Further information on methods suitable to perform clustering in embodiments according to the present invention, is available at the web site http://www-4.ibm.com/software/data/iminer/fortext/cluster/cluster.html, for example.
Furthermore, each document which is allocated to a given cluster, before it is presented to a user, be subject to a group summarisation performed by a summarization tool based on the summariser threshold setting. Techniques for summarisation which are suitable for use in the present invention are disclosed for example at
Thus, as shown in FIG. 19, one or more sets of documents of a given cluster (i.e. sets of documents of that cluster having a certain mutual similarity) are used to produce a brief group summary. For example, the three documents in set 5111 in FIG. 19 (each associated with cluster 511 and having a mutual similarity above a certain level) are used to produce a multidocument summary “Pewter is on high demand”.
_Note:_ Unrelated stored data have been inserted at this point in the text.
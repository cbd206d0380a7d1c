use sea_orm_migration::{prelude::*, schema::*};

#[derive(DeriveMigrationName)]
pub struct Migration;

#[async_trait::async_trait]
impl MigrationTrait for Migration {
    async fn up(&self, manager: &SchemaManager) -> Result<(), DbErr> {
        manager
            .create_table(
                Table::create()
                    .table(Movies::Table)
                    .if_not_exists()
                    .col(pk_auto(Movies::Id))
                    .col(string_len(Movies::Title, 100).unique_key())
                    .col(integer(Movies::Year))
                    .col(string_len(Movies::Description, 500).unique_key())
                    .col(double_null(Movies::Rating))
                    .col(integer_null(Movies::Ranking))
                    .col(string_len_null(Movies::Review, 500))
                    .col(string_len(Movies::PosterUrl, 300).unique_key())
                    .to_owned(),
            )
            .await?;

        manager
            .create_index(
                Index::create()
                    .if_not_exists()
                    .name("idx_movies_rating")
                    .table(Movies::Table)
                    .col(Movies::Rating)
                    .to_owned(),
            )
            .await?;

        Ok(())
    }

    async fn down(&self, manager: &SchemaManager) -> Result<(), DbErr> {
        manager.drop_table(Table::drop().table(Movies::Table).to_owned()).await?;
        Ok(())
    }
}

#[derive(DeriveIden)]
enum Movies {
    Table,
    Id,
    Title,
    Year,
    Description,
    Rating,
    Ranking,
    Review,
    PosterUrl,
}
pub mod movie;
use std::net::SocketAddr;

use anyhow::{Context, bail};

/// `cookie::Key::derive_from` needs at least this much master key material.
const MIN_SECRET_KEY_LEN: usize = 32;

#[derive(Clone, Debug)]
pub struct Config {
    pub addr: SocketAddr,
    pub secret_key: String,
    pub tmdb_api_key: String,
    pub tmdb_base_url: String,
    pub tmdb_image_base_url: String,
    pub database_url: String,
    pub tmdb_rps: u32,
}

impl Config {
    pub fn from_env() -> anyhow::Result<Self> {
        dotenvy::dotenv().ok();
        Self::from_lookup(|name| std::env::var(name).ok())
    }

    pub fn from_lookup(lookup: impl Fn(&str) -> Option<String>) -> anyhow::Result<Self> {
        let host = lookup("HOST").unwrap_or_else(|| "0.0.0.0".to_string());
        let port: u16 =
            lookup("PORT").unwrap_or_else(|| "3000".to_string()).parse().context("PORT")?;

        let secret_key = lookup("SECRET_KEY").context("SECRET_KEY must be set")?;
        if secret_key.len() < MIN_SECRET_KEY_LEN {
            bail!("SECRET_KEY must be at least {MIN_SECRET_KEY_LEN} bytes");
        }

        let tmdb_api_key = lookup("TMDB_API_KEY").context("TMDB_API_KEY must be set")?;
        if tmdb_api_key.trim().is_empty() {
            bail!("TMDB_API_KEY must not be blank");
        }

        let tmdb_base_url =
            lookup("TMDB_BASE_URL").unwrap_or_else(|| "https://api.themoviedb.org/3".to_string());
        let tmdb_image_base_url = lookup("TMDB_IMAGE_BASE_URL")
            .unwrap_or_else(|| "https://image.tmdb.org/t/p/w500".to_string());

        let database_url =
            lookup("DATABASE_URL").unwrap_or_else(|| "sqlite://top_movies.db?mode=rwc".to_string());

        let tmdb_rps: u32 = lookup("TMDB_RPS").and_then(|s| s.parse().ok()).unwrap_or(4);

        Ok(Self {
            addr: format!("{host}:{port}").parse().context("HOST/PORT")?,
            secret_key,
            tmdb_api_key,
            tmdb_base_url,
            tmdb_image_base_url,
            database_url,
            tmdb_rps,
        })
    }
}
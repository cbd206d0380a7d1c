use sea_orm::{
    ActiveModelTrait, ColumnTrait, DatabaseConnection, DbErr, EntityTrait, QueryFilter, QueryOrder,
    Set, SqlErr, sea_query::Expr,
};
use tracing::debug;

use crate::{
    entities::movie,
    models::{Movie, NewMovie},
};

#[derive(Debug, thiserror::Error)]
pub enum StoreError {
    #[error("movie {0} is not in your list")]
    NotFound(i32),

    #[error("{}", .field.message(.title))]
    Duplicate { title: String, field: UniqueField },

    #[error("database error: {0}")]
    Database(#[from] DbErr),
}

/// The unique column an insert collided on.
#[derive(Clone, Copy, Debug, Eq, PartialEq)]
pub enum UniqueField {
    Title,
    Description,
    PosterUrl,
    Unknown,
}

impl UniqueField {
    /// SQLite reports the clash as `UNIQUE constraint failed: movies.<column>`.
    fn from_constraint_message(msg: &str) -> Self {
        if msg.contains("movies.title") {
            Self::Title
        } else if msg.contains("movies.description") {
            Self::Description
        } else if msg.contains("movies.poster_url") {
            Self::PosterUrl
        } else {
            Self::Unknown
        }
    }

    fn message(&self, title: &str) -> String {
        match self {
            Self::Title => format!("{title} is already in your list"),
            Self::Description => {
                format!("{title} has the same description as a movie already in your list")
            },
            Self::PosterUrl => {
                format!("{title} has the same poster as a movie already in your list")
            },
            Self::Unknown => format!("{title} clashes with a movie already in your list"),
        }
    }
}

pub type StoreResult<T> = Result<T, StoreError>;

#[derive(Clone)]
pub struct MovieStore {
    db: DatabaseConnection,
}

impl MovieStore {
    pub fn new(db: DatabaseConnection) -> Self {
        Self { db }
    }

    /// Every entry ordered by ascending rating. Unrated entries sort first; ties
    /// fall back to insertion order.
    pub async fn list_all(&self) -> StoreResult<Vec<Movie>> {
        let movies = movie::Entity::find()
            .order_by_asc(movie::Column::Rating)
            .order_by_asc(movie::Column::Id)
            .all(&self.db)
            .await?;
        Ok(movies)
    }

    pub async fn get(&self, id: i32) -> StoreResult<Movie> {
        movie::Entity::find_by_id(id).one(&self.db).await?.ok_or(StoreError::NotFound(id))
    }

    pub async fn insert(&self, new: NewMovie) -> StoreResult<Movie> {
        let title = new.title.clone();
        let model = movie::ActiveModel {
            id: Default::default(),
            title: Set(new.title),
            year: Set(new.year),
            description: Set(new.description),
            rating: Set(None),
            ranking: Set(None),
            review: Set(None),
            poster_url: Set(new.poster_url),
        };

        let movie = model.insert(&self.db).await.map_err(|err| match err.sql_err() {
            Some(SqlErr::UniqueConstraintViolation(msg)) => {
                StoreError::Duplicate { title, field: UniqueField::from_constraint_message(&msg) }
            },
            _ => StoreError::Database(err),
        })?;
        debug!(id = movie.id, title = %movie.title, "inserted movie");
        Ok(movie)
    }

    pub async fn update_review(&self, id: i32, rating: f64, review: &str) -> StoreResult<()> {
        let res = movie::Entity::update_many()
            .col_expr(movie::Column::Rating, Expr::value(rating))
            .col_expr(movie::Column::Review, Expr::value(review.to_string()))
            .filter(movie::Column::Id.eq(id))
            .exec(&self.db)
            .await?;

        if res.rows_affected == 0 {
            return Err(StoreError::NotFound(id));
        }
        debug!(id = id, rating = rating, "updated review");
        Ok(())
    }

    pub async fn set_ranking(&self, id: i32, ranking: i32) -> StoreResult<()> {
        let res = movie::Entity::update_many()
            .col_expr(movie::Column::Ranking, Expr::value(ranking))
            .filter(movie::Column::Id.eq(id))
            .exec(&self.db)
            .await?;

        if res.rows_affected == 0 {
            return Err(StoreError::NotFound(id));
        }
        Ok(())
    }

    /// Removes the entry and hands back what was stored.
    pub async fn delete(&self, id: i32) -> StoreResult<Movie> {
        let movie = self.get(id).await?;
        let res = movie::Entity::delete_by_id(id).exec(&self.db).await?;
        if res.rows_affected == 0 {
            return Err(StoreError::NotFound(id));
        }
        debug!(id = id, title = %movie.title, "deleted movie");
        Ok(movie)
    }
}
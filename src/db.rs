use migration::Migrator;
use sea_orm::{ConnectionTrait, Database, DatabaseConnection, DbErr, Statement};
use sea_orm_migration::MigratorTrait;

const PRAGMAS: &[&str] = &["PRAGMA journal_mode=WAL", "PRAGMA synchronous=NORMAL"];

pub async fn connect_and_migrate(database_url: &str) -> Result<DatabaseConnection, DbErr> {
    let db = Database::connect(database_url).await?;
    prepare(&db).await?;
    Ok(db)
}

async fn prepare(db: &DatabaseConnection) -> Result<(), DbErr> {
    for pragma in PRAGMAS {
        db.execute(Statement::from_string(db.get_database_backend(), pragma.to_string())).await?;
    }

    Migrator::up(db, None).await?;
    tracing::debug!("migrations applied");
    Ok(())
}

/// Single-connection in-memory database; every pooled connection to `:memory:`
/// would otherwise see its own empty database.
#[cfg(test)]
pub async fn connect_in_memory() -> Result<DatabaseConnection, DbErr> {
    let mut opts = sea_orm::ConnectOptions::new("sqlite::memory:");
    opts.max_connections(1).min_connections(1).sqlx_logging(false);
    let db = Database::connect(opts).await?;
    prepare(&db).await?;
    Ok(db)
}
If a user decides that the document 51113 (with title “Online auction for Golden Millennium Dragon Plaque”) is of interest, he can indicate his interest (as indicated in step 1). In this case, as indicated in FIG. 20, the user is shown a summary 51113 a of the document (generated by the summarisation tool). If, based on summary 51113 a, the user decides that the document is of sufficient interest, he can ask for the entire document 51113 to be displayed, as shown in FIG. 20 in the box 51113 b.
Clustering and summarization are not the only possible content processing subsystems 14. Other possible text mining technologies are presently disclosed at http://www-4.ibm.com/software/data/iminer/fortext/index.html, for example.
FIG. 21 summarises the content personalization of the knowledge discovery device of the embodiment. After the content aggregation stage shown in FIGS. 1 and 21, documents from a document source 600 are divided into categories 601, 602, 603. Documents of each category are further classified into clusters 604, 605, 606, 607, 608. Sets of one or more documents within a single cluster are used to produce multiple document summaries 609, 610, 611 of each respective set. The summarisation tool further produces (e.g. on demand) summaries 612, 613, 614, 615, 616 of one or more respective documents in any set.